In 1983, after the restoration of the civilian government in Bolivia, Barbie was finally arrested and extradited to France. He was condemned to life in jail and died there in 1991. His surviving family lives in Germany still. His Nazi comrades do not. They are still at home in Bolivian society. And they do not want to hear about the past.
In the 1960s the ‘German colony’, as Bauer calls it, was centred in the Sopocachi neighbourhood. Barbie’s home was located there, on Avenida 20 de Octubre. Bauer often visited. At the time, he thought Barbie was nice and entertaining, not knowing about his sinister past.
Now, the Achumani district, in Zona Sur, is the centre of the German expat community. The Club Aleman is the reason for this change. With its white stone lobby and elegant wood terrace, it’s a throwback to another time. Nearby, the German school now has classes full of Bolivians, most of them members of the Club Aleman. But only 13 percent of Germans in Bolivia are members – an interesting development from the late 80s, a time before which non-Germans were prohibited from joining. Germans in Bolivia are still identified with National Socialism, but they are not criticised or confronted with it. And only occasionally do Bolivians greet their German neighbours with the Hitler salute.
Bolivians avoid acknowledging fascism’s bloody history because it was deeply rooted in their own political system for several years. The Bolivian Socialist Falange, established in 1937, was the country’s second-largest party between approximately 1954 and 1974. It was particularly strong in Santa Cruz and La Paz. One of the first sights Barbie saw after his arrival in La Paz was a march by FSB members. He later claimed that the sight of the uniformed, armband-wearing militants giving the Roman salute made him feel at home, and he soon sought out the party’s leading members and became close to them.
After 1974, the followers of the Falange lent their support to various military regimes, including those of Generals. Hugo Banzer and Juan Pereda. But with the restoration of the democratic process in Bolivia, they have become much less influential.
Yet some remnants of Nazi ideology remain in Bolivia. Four years ago in Cochabamba, the German school choir from La Paz marched into the room with a Hitler salute. It caused a minor scandal but was quickly hushed up.
Bauer says that the public has forgotten about its Nazi connection. Germans introduced a ‘forced forgetting’ to protect their reputations. They want to maintain their high-status life in Achumani and remain integrated in Bolivian society. In Germany, every school kid has learnt about National Socialism. They’ve all been to a concentration camp and several war museums. They remember and are confronted with the past. However, the process of a huge public discussion about the war and an emergence of collective memory has yet to develop in Bolivia.

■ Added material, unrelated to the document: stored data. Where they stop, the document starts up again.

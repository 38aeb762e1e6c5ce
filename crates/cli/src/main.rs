//! Lingonberry CLI - Inspect and edit a persisted cart from the shell.
//!
//! # Usage
//!
//! ```bash
//! # Show the cart contents and total
//! lingon show
//!
//! # Add one unit of a product
//! lingon add -i prod-1 -n "Widget" -p 19.99
//!
//! # Set a line's quantity (clamped to 1..=99)
//! lingon set-quantity -i prod-1 -q 3
//!
//! # Remove a line / empty the cart
//! lingon remove -i prod-1
//! lingon clear
//! ```
//!
//! The cart lives in a single JSON file (`--file`, or `CART_FILE` in the
//! environment), the same snapshot format the storefront persists.

#![cfg_attr(not(test), forbid(unsafe_code))]

use std::path::PathBuf;

use clap::{Parser, Subcommand};
use lingonberry_cart::{CartStore, Product, format_price_sek};

mod storage;

use storage::JsonFileStore;

#[derive(Parser)]
#[command(name = "lingon")]
#[command(author, version, about = "Lingonberry cart tools")]
struct Cli {
    /// Cart snapshot file
    #[arg(long, env = "CART_FILE", default_value = "cart.json", global = true)]
    file: PathBuf,

    #[command(subcommand)]
    command: Commands,
}

#[derive(Subcommand)]
enum Commands {
    /// Show the cart contents and total
    Show,
    /// Add one unit of a product
    Add {
        /// Product id
        #[arg(short, long)]
        id: String,

        /// Product name
        #[arg(short, long)]
        name: String,

        /// Unit price
        #[arg(short, long)]
        price: f64,

        /// Product image URL
        #[arg(long)]
        image_url: Option<String>,
    },
    /// Remove a line
    Remove {
        /// Cart line id
        #[arg(short, long)]
        id: String,
    },
    /// Set a line's quantity (clamped to 1..=99)
    SetQuantity {
        /// Cart line id
        #[arg(short, long)]
        id: String,

        /// Requested quantity
        #[arg(short, long)]
        quantity: f64,
    },
    /// Empty the cart
    Clear,
}

fn main() {
    dotenvy::dotenv().ok();
    tracing_subscriber::fmt::init();

    let cli = Cli::parse();
    let mut store = CartStore::open(JsonFileStore::new(cli.file));

    match cli.command {
        Commands::Show => {}
        Commands::Add {
            id,
            name,
            price,
            image_url,
        } => {
            let mut product = Product::with_f64_price(id, name, price);
            product.image_url = image_url;
            store.add(&product);
        }
        Commands::Remove { id } => store.remove(&id),
        Commands::SetQuantity { id, quantity } => store.update_quantity(&id, quantity),
        Commands::Clear => store.clear(),
    }

    show(&store);
}

/// Print the cart the way the storefront drawer renders it.
fn show(store: &CartStore<JsonFileStore>) {
    if store.state().is_empty() {
        tracing::info!("Cart is empty");
        return;
    }
    for line in store.lines() {
        tracing::info!(
            "{} x{:<2} {:>10}  ({} each)",
            line.name,
            line.quantity,
            format_price_sek(line.subtotal()),
            format_price_sek(line.price),
        );
    }
    tracing::info!("Total: {}", format_price_sek(store.total()));
}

Nevertheless, Bauer sees a light at the end of this tunnel. He wants to establish a discussion evening at the Club Aleman about the Nazi past. ‘It will be a scandal, something like this has never happened before’, he says in his harsh voice. His attitude changes during our conversation, from reluctantly discussing Bolivia’s dark chapter of history to embracing the notion of some sort of absolution through historical confrontation and acknowledgment. Nearly 70 years after the defeat of Nazism in Europe, Bolivia is finally ready to confront its own embrace of that barbarous ideology.